-------- Data to use

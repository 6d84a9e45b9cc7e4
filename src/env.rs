//! Lexical environments.
//!
//! Frames live in an arena inside the [`Heap`](crate::heap::Heap) and are
//! addressed by [`EnvRef`]. Each frame owns a [`HashTable`] of bindings and an
//! optional parent; lookup walks the chain outward and stops at the first
//! frame that has the name.

use crate::Error;
use crate::hashtable::HashTable;
use crate::heap::{Arena, EnvRef, ValueRef};
use crate::symbol::Symbol;

pub struct Frame {
    pub(crate) bindings: HashTable<Symbol, ValueRef>,
    pub(crate) parent: Option<EnvRef>,
}

pub struct EnvStore {
    frames: Arena<Frame>,
}

impl EnvStore {
    pub(crate) fn new() -> Self {
        EnvStore {
            frames: Arena::new(),
        }
    }

    /// Create a frame. Its binding table is allocated on first `define`.
    pub fn create(&mut self, parent: Option<EnvRef>) -> EnvRef {
        EnvRef::from_parts(self.frames.insert(Frame {
            bindings: HashTable::new(),
            parent,
        }))
    }

    /// Create a frame whose binding table is preallocated for `capacity` names.
    pub fn create_with_capacity(
        &mut self,
        parent: Option<EnvRef>,
        capacity: usize,
    ) -> Result<EnvRef, Error> {
        let bindings = HashTable::with_capacity(capacity)?;
        Ok(EnvRef::from_parts(
            self.frames.insert(Frame { bindings, parent }),
        ))
    }

    /// Bind `name` in this frame, shadowing any outer binding.
    pub fn define(&mut self, env: EnvRef, name: Symbol, value: ValueRef) -> Result<(), Error> {
        self.frame_mut(env).bindings.set(name, value)?;
        Ok(())
    }

    /// Update the nearest frame that already binds `name`.
    /// Returns false, leaving every frame untouched, when the name is unbound.
    #[must_use]
    pub fn set(&mut self, env: EnvRef, name: Symbol, value: ValueRef) -> bool {
        let mut current = Some(env);
        while let Some(env) = current {
            let frame = self.frame_mut(env);
            if let Some(slot) = frame.bindings.get_mut(&name) {
                *slot = value;
                return true;
            }
            current = frame.parent;
        }
        false
    }

    /// Look `name` up through the frame chain.
    pub fn get(&self, env: EnvRef, name: Symbol) -> Option<ValueRef> {
        let mut current = Some(env);
        while let Some(env) = current {
            let frame = self.frame(env);
            if let Some(value) = frame.bindings.get(&name) {
                return Some(*value);
            }
            current = frame.parent;
        }
        None
    }

    pub fn parent(&self, env: EnvRef) -> Option<EnvRef> {
        self.frame(env).parent
    }

    /// Bindings defined directly in this frame
    pub fn local_bindings(&self, env: EnvRef) -> impl Iterator<Item = (Symbol, ValueRef)> + '_ {
        self.frame(env)
            .bindings
            .iter()
            .map(|(name, value)| (*name, *value))
    }

    pub fn contains(&self, env: EnvRef) -> bool {
        let (index, generation) = env.parts();
        self.frames.get(index, generation).is_some()
    }

    pub fn len(&self) -> usize {
        self.frames.len()
    }

    pub fn is_empty(&self) -> bool {
        self.frames.len() == 0
    }

    pub(crate) fn frames_mut(&mut self) -> &mut Arena<Frame> {
        &mut self.frames
    }

    pub(crate) fn frames(&self) -> &Arena<Frame> {
        &self.frames
    }

    /// # Panics
    ///
    /// Panics if the frame was released by a collection.
    pub fn frame(&self, env: EnvRef) -> &Frame {
        let (index, generation) = env.parts();
        match self.frames.get(index, generation) {
            Some(frame) => frame,
            None => panic!("dangling environment handle {env:?}"),
        }
    }

    pub(crate) fn frame_mut(&mut self, env: EnvRef) -> &mut Frame {
        let (index, generation) = env.parts();
        match self.frames.get_mut(index, generation) {
            Some(frame) => frame,
            None => panic!("dangling environment handle {env:?}"),
        }
    }
}

impl Frame {
    pub fn parent(&self) -> Option<EnvRef> {
        self.parent
    }

    pub fn len(&self) -> usize {
        self.bindings.len()
    }

    pub fn is_empty(&self) -> bool {
        self.bindings.is_empty()
    }
}

#[cfg(test)]
#[expect(clippy::unwrap_used)] // test code OK
mod tests {
    use crate::heap::Heap;
    use crate::symbol::SymbolTable;

    #[test]
    fn test_define_shadows_parent() {
        let mut heap = Heap::new();
        let mut symbols = SymbolTable::new();
        let x = symbols.intern("x").unwrap();
        let one = heap.number(1.0);
        let two = heap.number(2.0);

        let parent = heap.envs.create(None);
        let child = heap.envs.create(Some(parent));
        heap.envs.define(parent, x, one).unwrap();
        assert_eq!(heap.envs.get(child, x), Some(one));

        heap.envs.define(child, x, two).unwrap();
        assert_eq!(heap.envs.get(child, x), Some(two));
        assert_eq!(heap.envs.get(parent, x), Some(one), "parent binding unchanged");
    }

    #[test]
    fn test_set_mutates_nearest_binding() {
        let mut heap = Heap::new();
        let mut symbols = SymbolTable::new();
        let x = symbols.intern("x").unwrap();
        let y = symbols.intern("y").unwrap();
        let one = heap.number(1.0);
        let five = heap.number(5.0);

        let parent = heap.envs.create(None);
        let child = heap.envs.create(Some(parent));
        let grandchild = heap.envs.create(Some(child));
        heap.envs.define(parent, x, one).unwrap();

        assert!(heap.envs.set(grandchild, x, five));
        assert_eq!(heap.envs.get(parent, x), Some(five));
        assert_eq!(heap.envs.get(child, x), Some(five));
        assert_eq!(heap.envs.local_bindings(child).count(), 0);

        assert!(!heap.envs.set(grandchild, y, five), "set on unbound name fails");
        assert_eq!(heap.envs.get(grandchild, y), None);
        assert_eq!(heap.envs.parent(grandchild), Some(child));
    }

    #[test]
    fn test_preallocated_frame() {
        let mut heap = Heap::new();
        let mut symbols = SymbolTable::new();
        let env = heap.envs.create_with_capacity(None, 100).unwrap();
        assert!(heap.envs.frame(env).bindings.capacity() >= 100);
        for i in 0..100 {
            let name = symbols.intern(&format!("v{i}")).unwrap();
            let value = heap.number(f64::from(i));
            heap.envs.define(env, name, value).unwrap();
        }
        assert_eq!(heap.envs.frame(env).len(), 100);
    }
}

----------------

-- Exercise --
Make an exact copy of all the lines above.

-- Problem solution --
repository 6d84a9e45b9cc7e4
filename src/env.rs
//! Lexical environments.
//!
//! Frames live in an arena inside the [`Heap`](crate::heap::Heap) and are
//! addressed by [`EnvRef`]. Each frame owns a [`HashTable`] of bindings and an
//! optional parent; lookup walks the chain outward and stops at the first
//! frame that has the name.

use crate::Error;
use crate::hashtable::HashTable;
use crate::heap::{Arena, EnvRef, ValueRef};
use crate::symbol::Symbol;

pub struct Frame {
    pub(crate) bindings: HashTable<Symbol, ValueRef>,
    pub(crate) parent: Option<EnvRef>,
}

pub struct EnvStore {
    frames: Arena<Frame>,
}

impl EnvStore {
    pub(crate) fn new() -> Self {
        EnvStore {
            frames: Arena::new(),
        }
    }

    /// Create a frame. Its binding table is allocated on first `define`.
    pub fn create(&mut self, parent: Option<EnvRef>) -> EnvRef {
        EnvRef::from_parts(self.frames.insert(Frame {
            bindings: HashTable::new(),
            parent,
        }))
    }

    /// Create a frame whose binding table is preallocated for `capacity` names.
    pub fn create_with_capacity(
        &mut self,
        parent: Option<EnvRef>,
        capacity: usize,
    ) -> Result<EnvRef, Error> {
        let bindings = HashTable::with_capacity(capacity)?;
        Ok(EnvRef::from_parts(
            self.frames.insert(Frame { bindings, parent }),
        ))
    }

    /// Bind `name` in this frame, shadowing any outer binding.
    pub fn define(&mut self, env: EnvRef, name: Symbol, value: ValueRef) -> Result<(), Error> {
        self.frame_mut(env).bindings.set(name, value)?;
        Ok(())
    }

    /// Update the nearest frame that already binds `name`.
    /// Returns false, leaving every frame untouched, when the name is unbound.
    #[must_use]
    pub fn set(&mut self, env: EnvRef, name: Symbol, value: ValueRef) -> bool {
        let mut current = Some(env);
        while let Some(env) = current {
            let frame = self.frame_mut(env);
            if let Some(slot) = frame.bindings.get_mut(&name) {
                *slot = value;
                return true;
            }
            current = frame.parent;
        }
        false
    }

    /// Look `name` up through the frame chain.
    pub fn get(&self, env: EnvRef, name: Symbol) -> Option<ValueRef> {
        let mut current = Some(env);
        while let Some(env) = current {
            let frame = self.frame(env);
            if let Some(value) = frame.bindings.get(&name) {
                return Some(*value);
            }
            current = frame.parent;
        }
        None
    }

    pub fn parent(&self, env: EnvRef) -> Option<EnvRef> {
        self.frame(env).parent
    }

    /// Bindings defined directly in this frame
    pub fn local_bindings(&self, env: EnvRef) -> impl Iterator<Item = (Symbol, ValueRef)> + '_ {
        self.frame(env)
            .bindings
            .iter()
            .map(|(name, value)| (*name, *value))
    }

    pub fn contains(&self, env: EnvRef) -> bool {
        let (index, generation) = env.parts();
        self.frames.get(index, generation).is_some()
    }

    pub fn len(&self) -> usize {
        self.frames.len()
    }

    pub fn is_empty(&self) -> bool {
        self.frames.len() == 0
    }

    pub(crate) fn frames_mut(&mut self) -> &mut Arena<Frame> {
        &mut self.frames
    }

    pub(crate) fn frames(&self) -> &Arena<Frame> {
        &self.frames
    }

    /// # Panics
    ///
    /// Panics if the frame was released by a collection.
    pub fn frame(&self, env: EnvRef) -> &Frame {
        let (index, generation) = env.parts();
        match self.frames.get(index, generation) {
            Some(frame) => frame,
            None => panic!("dangling environment handle {env:?}"),
        }
    }

    pub(crate) fn frame_mut(&mut self, env: EnvRef) -> &mut Frame {
        let (index, generation) = env.parts();
        match self.frames.get_mut(index, generation) {
            Some(frame) => frame,
            None => panic!("dangling environment handle {env:?}"),
        }
    }
}

impl Frame {
    pub fn parent(&self) -> Option<EnvRef> {
        self.parent
    }

    pub fn len(&self) -> usize {
        self.bindings.len()
    }

    pub fn is_empty(&self) -> bool {
        self.bindings.is_empty()
    }
}

#[cfg(test)]
#[expect(clippy::unwrap_used)] // test code OK
mod tests {
    use crate::heap::Heap;
    use crate::symbol::SymbolTable;

    #[test]
    fn test_define_shadows_parent() {
        let mut heap = Heap::new();
        let mut symbols = SymbolTable::new();
        let x = symbols.intern("x").unwrap();
        let one = heap.number(1.0);
        let two = heap.number(2.0);

        let parent = heap.envs.create(None);
        let child = heap.envs.create(Some(parent));
        heap.envs.define(parent, x, one).unwrap();
        assert_eq!(heap.envs.get(child, x), Some(one));

        heap.envs.define(child, x, two).unwrap();
        assert_eq!(heap.envs.get(child, x), Some(two));
        assert_eq!(heap.envs.get(parent, x), Some(one), "parent binding unchanged");
    }

    #[test]
    fn test_set_mutates_nearest_binding() {
        let mut heap = Heap::new();
        let mut symbols = SymbolTable::new();
        let x = symbols.intern("x").unwrap();
        let y = symbols.intern("y").unwrap();
        let one = heap.number(1.0);
        let five = heap.number(5.0);

        let parent = heap.envs.create(None);
        let child = heap.envs.create(Some(parent));
        let grandchild = heap.envs.create(Some(child));
        heap.envs.define(parent, x, one).unwrap();

        assert!(heap.envs.set(grandchild, x, five));
        assert_eq!(heap.envs.get(parent, x), Some(five));
        assert_eq!(heap.envs.get(child, x), Some(five));
        assert_eq!(heap.envs.local_bindings(child).count(), 0);

        assert!(!heap.envs.set(grandchild, y, five), "set on unbound name fails");
        assert_eq!(heap.envs.get(grandchild, y), None);
        assert_eq!(heap.envs.parent(grandchild), Some(child));
    }

    #[test]
    fn test_preallocated_frame() {
        let mut heap = Heap::new();
        let mut symbols = SymbolTable::new();
        let env = heap.envs.create_with_capacity(None, 100).unwrap();
        assert!(heap.envs.frame(env).bindings.capacity() >= 100);
        for i in 0..100 {
            let name = symbols.intern(&format!("v{i}")).unwrap();
            let value = heap.number(f64::from(i));
            heap.envs.define(env, name, value).unwrap();
        }
        assert_eq!(heap.envs.frame(env).len(), 100);
    }
}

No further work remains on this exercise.